Supreme Court Rejects Private Equity Case Involving Pension Liabilities
- The Supreme Court decided Monday it will not hear arguments in a case that would determine whether private equity firms are liable for the pension obligations of their portfolio companies.
- The nation’s highest court denied the motion to take up the case filed by the pension fund of the New England Teamsters labor union against private equity firm Sun Capital Partners. The court did not give a reason for its dismissal.
- The pension fund’s representatives alleged Sun Capital could be liable for lost contributions following the bankruptcy of one of the firm’s portfolio companies.
- In declining to hear the case, the dispute will revert to a 2019 decision made by the First Circuit Court of Appeals that ruled in favor of Sun Capital.
- The New England Teamsters Pension Fund asked the Supreme Court to hear the case in August, after the First Circuit Court found Sun Capital was not responsible for more than $4.5 million in pension liabilities following the bankruptcy of a brass manufacturing company owned by two of the firm’s funds, according to court documents. [Middle Market Growth, Benjamin Glick]
Private Equity Listed as a ‘Preferred’ Divested Assets Buyer by DOJ
- The Department of Justice will use the same criteria to evaluate private equity firms as it does with other strategic buyers when they buy divested assets—but also says PE may be a preferred purchaser.
- In remarks delivered to Georgetown Law on Tuesday, Assistant Attorney General for the Antitrust Division of the Department of Justice Markan Delrahim said the guide that helps law enforcement officials avoid anticompetitive business practices in M&A transactions, known as the Merger Remedies Manual, will begin treating private equity firms and private equity-backed companies the same as other strategic buyers when purchasing divested assets.
- Because of a shift in private equity, the DOJ’s 2020 Merger Remedies Manual—published in September—said a private equity purchaser may be preferred over others.
- The DOJ’s Merger Remedies Manual has not undergone significant revision since 2004. [Middle Market Growth, Benjamin Glick]
Restaurants with PE Backing Excluded in Proposed Legislative Package
- Lawmakers unveiled a sweeping legislative package proposal last week, which contained a provision that would prohibit support to restaurants with private equity backing.
- Democrats in the House Financial Services Committee introduced an updated version of the HEROES Act last Thursday.
- The proposal includes multiple provisions provided by committee members that would support renters and homeowners, financial institutions and local governments.
- One section, based on a bill from Rep.
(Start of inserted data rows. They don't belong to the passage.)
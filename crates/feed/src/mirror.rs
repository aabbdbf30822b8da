//! Local copy of the subscribed subtree.
//!
//! The event stream only sends deltas (`put` / `patch` at a relative path)
//! after the initial value, but subscribers expect the full value on every
//! change. [`DataMirror`] applies deltas with the store's semantics: `null`
//! or an empty object deletes, emptied parents disappear, and new keys are
//! appended after existing ones.

use serde_json::{Map, Value};

use crate::transport::FeedError;

#[derive(Debug, Default, Clone)]
pub struct DataMirror {
    root: Option<Value>,
}

impl DataMirror {
    pub fn new() -> Self {
        Self::default()
    }

    /// Current value of the whole subtree, `None` when empty.
    pub fn snapshot(&self) -> Option<Value> {
        self.root.clone()
    }

    /// Replace the value at `path` (relative, `/`-separated).
    pub fn put(&mut self, path: &str, data: Value) {
        let segments = split_path(path);

        if is_deletion(&data) {
            if segments.is_empty() {
                self.root = None;
            } else if let Some(root) = self.root.as_mut() {
                if remove_at(root, &segments) {
                    self.root = None;
                }
            }
            return;
        }

        let root = self.root.get_or_insert(Value::Null);
        set_at(root, &segments, data);
    }

    /// Merge each child of `data` into the value at `path`.
    pub fn patch(&mut self, path: &str, data: Value) -> Result<(), FeedError> {
        let Value::Object(children) = data else {
            return Err(FeedError::Protocol(format!(
                "patch data at {path} must be an object"
            )));
        };

        let base = path.trim_end_matches('/');
        for (key, value) in children {
            self.put(&format!("{base}/{key}"), value);
        }
        Ok(())
    }
}

fn split_path(path: &str) -> Vec<&str> {
    path.split('/').filter(|s| !s.is_empty()).collect()
}

fn is_deletion(value: &Value) -> bool {
    match value {
        Value::Null => true,
        Value::Object(map) => map.is_empty(),
        _ => false,
    }
}

fn set_at(node: &mut Value, segments: &[&str], data: Value) {
    let Some((head, rest)) = segments.split_first() else {
        *node = data;
        return;
    };

    if !node.is_object() {
        *node = Value::Object(Map::new());
    }
    if let Value::Object(map) = node {
        let child = map.entry(head.to_string()).or_insert(Value::Null);
        set_at(child, rest, data);
    }
}

/// Remove the value at `segments`, pruning parents left empty.
///
/// Returns `true` when `node` itself is now empty.
fn remove_at(node: &mut Value, segments: &[&str]) -> bool {
    let Some((head, rest)) = segments.split_first() else {
        return true;
    };
    let Value::Object(map) = node else {
        return false;
    };

    let child_emptied = match map.get_mut(*head) {
        Some(child) => rest.is_empty() || remove_at(child, rest),
        None => false,
    };
    if child_emptied {
        map.shift_remove(*head);
    }
    map.is_empty()
}

#[cfg(test)]
mod tests {
    use assert_matches::assert_matches;
    use serde_json::json;

    use super::*;

    #[test]
    fn root_put_replaces_everything() {
        let mut mirror = DataMirror::new();
        mirror.put("/", json!({"a": 1}));
        mirror.put("/", json!({"b": 2}));
        assert_eq!(mirror.snapshot(), Some(json!({"b": 2})));

        mirror.put("/", Value::Null);
        assert_eq!(mirror.snapshot(), None);
    }

    #[test]
    fn child_put_appends_new_key_last() {
        let mut mirror = DataMirror::new();
        mirror.put("/", json!({"-Na": {"lastUpdated": 1}}));
        mirror.put("/-Nb", json!({"lastUpdated": 2}));

        let snapshot = mirror.snapshot().expect("data");
        let keys: Vec<&String> = snapshot.as_object().expect("object").keys().collect();
        assert_eq!(keys, vec!["-Na", "-Nb"]);
    }

    #[test]
    fn nested_put_creates_intermediate_objects() {
        let mut mirror = DataMirror::new();
        mirror.put("/-Na/heartbeat/filtered", json!(3000));
        assert_eq!(
            mirror.snapshot(),
            Some(json!({"-Na": {"heartbeat": {"filtered": 3000}}}))
        );
    }

    #[test]
    fn null_put_deletes_and_prunes_empty_parents() {
        let mut mirror = DataMirror::new();
        mirror.put("/", json!({"a": {"b": {"c": 1}}, "d": 2}));

        mirror.put("/a/b/c", Value::Null);
        assert_eq!(mirror.snapshot(), Some(json!({"d": 2})));

        mirror.put("/d", json!({}));
        assert_eq!(mirror.snapshot(), None);
    }

    #[test]
    fn deleting_missing_path_is_noop() {
        let mut mirror = DataMirror::new();
        mirror.put("/missing", Value::Null);
        assert_eq!(mirror.snapshot(), None);

        mirror.put("/", json!({"a": 1}));
        mirror.put("/a/deeper", Value::Null);
        assert_eq!(mirror.snapshot(), Some(json!({"a": 1})));
    }

    #[test]
    fn delete_keeps_order_of_remaining_keys() {
        let mut mirror = DataMirror::new();
        mirror.put("/", json!({"k1": 1, "k2": 2, "k3": 3}));
        mirror.put("/k1", Value::Null);

        let snapshot = mirror.snapshot().expect("data");
        let keys: Vec<&String> = snapshot.as_object().expect("object").keys().collect();
        assert_eq!(keys, vec!["k2", "k3"]);
    }

    #[test]
    fn patch_merges_children() {
        let mut mirror = DataMirror::new();
        mirror.put("/", json!({"a": {"x": 1, "y": 2}}));
        mirror
            .patch("/a", json!({"y": 20, "z": 30}))
            .expect("object patch");
        assert_eq!(mirror.snapshot(), Some(json!({"a": {"x": 1, "y": 20, "z": 30}})));

        mirror.patch("/", json!({"a": null})).expect("object patch");
        assert_eq!(mirror.snapshot(), None);
    }

    #[test]
    fn patch_with_non_object_is_rejected() {
        let mut mirror = DataMirror::new();
        assert_matches!(mirror.patch("/", json!(5)), Err(FeedError::Protocol(_)));
    }
}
Earl Blumenauer, D-Ore., would establish a program administered by the Treasury to provide restaurants, bars, food trucks and other businesses with a grant to cover the difference between a business’s 2019 and 2020 revenues.
- However, it would prohibit grants to restaurants with private equity backing.
- The updated HEROES Act resembles the committee’s proposal from May, which passed in the House but failed in the Senate. [Middle Market Growth, Benjamin Glick]
Trump Softens on Stimulus Talks
- One day after he halted negotiations with Democrats, Trump called for renewed talks on Wednesday over individual coronavirus relief
- Trump froze talks on Tuesday between lawmakers and the White House, but the administration is now seeking to pass a series of bills that would send checks to individuals and families across the U.S. [The Wall Street Journal, Andrew Duehren and Kristina Peterson]
- But such a plan has been rejected before by lawmakers on both sides of the political spectrum. A “skinny stimulus” drafted in the Senate was blocked in September.
- If that holds, there will be no comprehensive plan to provide jobless aid or stimulus checks to Americans, aid to small businesses and airlines, or send federal support to state and local governments. [The New York Times, Jim Tankersley and Emily Cochrane]
Benjamin Glick is Middle Market Growth’s associate editor.